TV Magazine
- Categories: Listings magazine
- Frequency: Weekly
- Publisher: Groupe Figaro
- Founded: 1987
- Final issue: 31 December 2022
- Company: Groupe Figaro
- Country: France
- Based in: Paris
- Language: French
- Website: tvmag.com
- ISSN: 1252-4794

= TV Magazine =

Weekly French television listings periodical

TV Magazine was a weekly French television listings magazine owned by Figaro Group. As a supplement for the regional press, it was France's leading television listings magazine from 1987 to 2022. TV Magazine became Le Figaro TV Magazine in early 2023, marketed nationally and still owned by the Figaro Group.

==History and profile==
TV Magazine was started in 1987. The Hersant Group launched TV Magazine as a supplement to French regional dailies.

The magazine was published by Hachette Filipacchi until 2001 when it began to be published Quebecor World Inc.

In 2007, the magazine had 14 million readers.

At the end of November 2008, Socpresse (publishing TV Magazine) and Lagardère Médias (publishing TV Hebdo) signed an agreement to merge the two weekly supplements of the daily press. Socpresse was the majority shareholder of the new entity that was TV Magazine.
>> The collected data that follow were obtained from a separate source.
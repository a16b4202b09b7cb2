//! Process-wide state built once at startup.
//!
//! Loads the vocabulary, brings up the retriever (cache or rebuild), the
//! completion backend and the agent definitions, and wires them into one
//! shared `NotesProcessor`. Construction makes blocking calls (embedding
//! probe, index build) and must run outside the async runtime.

use std::sync::Arc;
use std::time::Duration;

use thiserror::Error;

use crate::config::{AppConfig, CompletionBackend, ConfigError, EmbeddingBackend, RetrieverKind};
use crate::models::CodedEntry;
use crate::pipeline::coding::{
    AgentDefinitions, CodingError, CompletionService, NotesProcessor, OllamaCompletion,
    OpenAiCompletion, StageDeps,
};
use crate::pipeline::reference::{load_vocabulary, ReferenceError, ReferenceValidator};
use crate::pipeline::retrieval::{
    EmbeddingModel, FuzzyRetriever, OllamaEmbedder, RetrievalError, Retriever, VectorRetriever,
};

#[derive(Error, Debug)]
pub enum CoreError {
    #[error("Configuration error: {0}")]
    Config(#[from] ConfigError),
    #[error("Vocabulary error: {0}")]
    Reference(#[from] ReferenceError),
    #[error("Retriever error: {0}")]
    Retrieval(#[from] RetrievalError),
    #[error("Pipeline setup error: {0}")]
    Coding(#[from] CodingError),
    #[error("ONNX embeddings require building with the onnx-embeddings feature")]
    OnnxUnavailable,
}

// ═══════════════════════════════════════════════════════════
// CoreState: shared by the HTTP server and the CLI
// ═══════════════════════════════════════════════════════════

pub struct CoreState {
    processor: Arc<NotesProcessor>,
}

impl CoreState {
    /// Full startup from configuration. Any failure is fatal to the process.
    pub fn initialize(config: &AppConfig) -> Result<Self, CoreError> {
        let entries = load_vocabulary(&config.vocabulary_path)?;
        let validator = ReferenceValidator::new(entries.clone())?;
        tracing::info!(
            path = %config.vocabulary_path.display(),
            codes = validator.len(),
            "Reference vocabulary loaded"
        );

        let retriever = build_retriever(config, entries)?;
        let completion = build_completion(config)?;
        let agents = AgentDefinitions::load_or_default(config.agents_path.as_deref())?;

        let deps = StageDeps {
            completion,
            validator: Arc::new(validator),
            retriever,
            agents,
            num_candidates: config.num_candidates,
            max_retries: config.max_retries,
        };
        Ok(Self::from_deps(
            deps,
            config.max_concurrent,
            Duration::from_secs(config.run_timeout_secs),
        ))
    }

    /// Wrap pre-built collaborators.
    pub fn from_deps(deps: StageDeps, max_concurrent: usize, run_timeout: Duration) -> Self {
        Self {
            processor: Arc::new(NotesProcessor::new(deps, max_concurrent, run_timeout)),
        }
    }

    pub fn processor(&self) -> &Arc<NotesProcessor> {
        &self.processor
    }

    pub fn vocabulary_size(&self) -> usize {
        self.processor.deps().validator.len()
    }

    pub fn retriever_strategy(&self) -> &'static str {
        self.processor.deps().retriever.strategy()
    }

    pub fn completion_model(&self) -> &str {
        self.processor.deps().completion.model_name()
    }
}

// ── Collaborator construction ──────────────────────────────

pub fn build_embedder(config: &AppConfig) -> Result<Arc<dyn EmbeddingModel>, CoreError> {
    match config.embedding_backend {
        EmbeddingBackend::Ollama => {
            let embedder = OllamaEmbedder::connect(
                &config.embedding_url,
                &config.embedding_model,
                config.run_timeout_secs,
            )?;
            Ok(Arc::new(embedder))
        }
        #[cfg(feature = "onnx-embeddings")]
        EmbeddingBackend::Onnx => {
            let embedder = crate::pipeline::retrieval::OnnxEmbedder::load(
                &config.embedding_dir,
                &config.embedding_model,
            )?;
            Ok(Arc::new(embedder))
        }
        #[cfg(not(feature = "onnx-embeddings"))]
        EmbeddingBackend::Onnx => Err(CoreError::OnnxUnavailable),
    }
}

/// The configured retriever. The vector strategy reuses the on-disk cache
/// when it matches the vocabulary and the embedding model.
pub fn build_retriever(
    config: &AppConfig,
    entries: Vec<CodedEntry>,
) -> Result<Arc<dyn Retriever>, CoreError> {
    match config.retriever {
        RetrieverKind::Vector => {
            let embedder = build_embedder(config)?;
            let retriever = VectorRetriever::load_or_build(&config.cache_dir, entries, embedder)?;
            Ok(Arc::new(retriever))
        }
        RetrieverKind::Fuzzy => Ok(Arc::new(FuzzyRetriever::new(entries))),
    }
}

/// Rebuild the vector index from the vocabulary and overwrite the cache.
pub fn rebuild_index(config: &AppConfig) -> Result<VectorRetriever, CoreError> {
    let entries = load_vocabulary(&config.vocabulary_path)?;
    let embedder = build_embedder(config)?;
    let retriever = VectorRetriever::build(entries, embedder)?;
    retriever.save(&config.cache_dir)?;
    Ok(retriever)
}

pub fn build_completion(config: &AppConfig) -> Result<Arc<dyn CompletionService>, CoreError> {
    let completion: Arc<dyn CompletionService> = match config.completion_backend {
        CompletionBackend::Ollama => Arc::new(OllamaCompletion::new(
            &config.llm_url,
            &config.llm_model,
            config.run_timeout_secs,
        )?),
        CompletionBackend::OpenAi => {
            let api_key = config
                .openai_api_key
                .as_deref()
                .ok_or(ConfigError::MissingApiKey)?;
            Arc::new(OpenAiCompletion::new(
                &config.llm_url,
                &config.llm_model,
                api_key,
                config.run_timeout_secs,
            )?)
        }
    };
    tracing::info!(
        backend = ?config.completion_backend,
        model = completion.model_name(),
        "Completion backend ready"
    );
    Ok(completion)
}
fn main() {
    if let Err(e) = icd_coder_lib::run() {
        eprintln!("Error: {e}");
        std::process::exit(1);
    }
}
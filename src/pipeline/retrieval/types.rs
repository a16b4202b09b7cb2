use super::RetrievalError;
use crate::models::CodedEntry;

/// Maps a free-text query to the `k` most similar vocabulary entries.
///
/// Implementations are read-only after construction and shared across runs.
pub trait Retriever: Send + Sync {
    fn retrieve(&self, query: &str, k: usize) -> Result<Vec<CodedEntry>, RetrievalError>;

    /// Short strategy label for health reporting.
    fn strategy(&self) -> &'static str;
}

/// Embedding model abstraction. Must be deterministic for a given model name.
pub trait EmbeddingModel: Send + Sync {
    fn embed(&self, text: &str) -> Result<Vec<f32>, RetrievalError>;
    fn embed_batch(&self, texts: &[&str]) -> Result<Vec<Vec<f32>>, RetrievalError>;
    fn dimension(&self) -> usize;
    /// Identifier recorded in the retriever cache.
    fn model_name(&self) -> &str;
}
It was part of the Figaro Group. In 2018, TV Magazine circulated 4.3 million copies per week.

In March 2019, it was expanded by ten additional pages. Published by the Figaro Group and distributed every Sunday with fifty titles from the regional press and Le Figaro, TV Magazine employed 38 people, including 17 journalists.

At the end of 2022, Le Figaro announced the termination of the contracts with the regional press titles, which ensured the distribution of TV Magazine. As France's leading television listings magazine, its circulation was then 3.7 million copies. The exorbitant manufacturing costs due to rising energy and paper prices determined the renegotiation of contracts between Le Figaro and distributors. This resulted in the loss of fourteen jobs as the producing company of TV Magazine was dissolved. Brice Laemle of Le Monde wrote that the magazine turned an "important page in its history". The final issue of TV Magazine was published in the last week of December 2022.

==Circulation==
TV Magazine sold four million copies in October 1998. It was the second best-selling television magazine worldwide with a circulation of 4,489,000 copies in 2001. In 2006, the magazine had a circulation of 5,329,711, having suffered a small decline from 5,677,411 copies in 2002. The circulation of the magazine was 5,152,112 copies in 2014.

==Le Figaro TV Magazine==
At the beginning of 2023, TV Magazine was replaced by Diverto for regional dailies. Diverto is distributed over 3 million copies through the alliance of 50 regional press titles. On 6 January 2023, the remodelled TV Magazine was relaunched as a supplement distributed by the newspapers Le Figaro, Le Parisien and Le Républicain de l'Essonne. Renamed Le Figaro TV Magazine, it is controlled by Le Figaro in partnership with Le Parisien.

Since then, Le Figaro TV Magazine has been marketed nationally by Media Figaro, the Figaro Group's advertising agency, with a circulation of 530,000 copies per week and is one of the top 5 French television listings magazines. The magazine has been distributed on Fridays and Saturdays, within the weekend offer of Le Figaro, Madame Figaro, and Le Figaro Magazine. It is also distributed under Le Parisien TV Magazine in the Friday edition of the daily Le Parisien. The magazine belongs to the same owner, the Figaro Group. The staff writers of Le Figaro TV Magazine and its website are those of the "screen division" of Le Figaro. François Aubel is editor-in-chief of Le Figaro TV Magazine and Le Parisien TV Magazine.

==Other uses==
TV Magazine is also used in English-speaking countries as a generic name for any television listings magazine.